The collection includes photographs of the development of Avatar’s Abode and Baba’s visit to the Abode in 1958, anniversaries celebrated during the 1960s, early Australian Baba lovers, and images collected by Francis Brabazon during his stay in India with Baba from 1959 to 1969.

The Archives

In 1966 the mandali made the following comments about the importance of Baba's articles and archives:

When His close mandali and family are no more, these treasures will be the tangible connection to His physical Advent. In days to come the world will awaken to the fact of His Advent and will be hungry for anything and everything personally associated with Him. — Mani S. Irani

His things are the tangible things that keep His presence alive in our hearts by helping us remember Him. Every little thing keeps His Presence fresh in our hearts. These little things make the Unapproachable approachable. — Eruch Jessawala

If we do not preserve things associated with His Advent, posterity will blame us and we will be failing in our duty towards Him. — Bhau Kalchuri, Preserving the Fragrance at Manzil-e-Meher, p.2

From time to time Baba gave such indications of the enduring value which would emanate from his personal belongings and from the vast written record which accumulated during his lifetime. The importance of caring for and sharing these tangible links with all who seek to learn about Meher Baba, was instilled in his close disciples. Today the Avatar’s Abode Trust Archives continues the twin tasks of preserving and sharing the precious items and records associated with Him and His visits to Australia in 1956 and 1958.

About the Avatar’s Abode Trust Archives

museum quality display cabinets

PHOTO: Museum quality archive display cabinets at Avatar's Abode.

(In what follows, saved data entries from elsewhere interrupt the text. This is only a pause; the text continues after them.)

//! Core types for the commodity ledger.
//!
//! Holds the fixed month and commodity catalogs, the dense [`table::ProfitTable`]
//! that every query reads from, the shared error type, CLI settings and the
//! number formatting used by the text report.

pub mod catalog;
pub mod error;
pub mod formatting;
pub mod settings;
pub mod table;

pub use catalog::{Commodity, Day, Month, COMMODITIES, DAYS, MONTHS, MONTH_CATALOG};
pub use error::{LedgerError, Result};
pub use table::ProfitTable;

After Baba’s visit to Avatar’s Abode in 1958 the Bruford and Rouse families were asked by Baba to live on the property. Many precious items now in the collection were lovingly cared for and preserved by these two families for over 25 years. Along with items gifted by the mandali to Francis Brabazon, Bill Le Page and other early followers, these precious relics and artefacts are preserved as part of the archives collection and some are displayed in special museum quality display cabinets in Baba’s House, which is open during special occasions and events, and they can also be viewed on request.

When Francis Brabazon died in 1984 he left his estate to the Avatar’s Abode Trust. The three executors, Roy Hayes, Bernard Bruford and Peter Davies spent many years sorting through his papers and sending much original material back to India at the request of the mandali at that time. Photocopies of many documents were retained in the collection. The document collection from Francis has been lovingly rehoused into archival boxes and exceeds 22,000 documents. Hundreds of 78 rpm records and vinyl LP records owned by Francis are also included in the collection. In addition Francis had a large collection of books which now forms the basis of the Francis Brabazon Library, located at Avatar’s Abode.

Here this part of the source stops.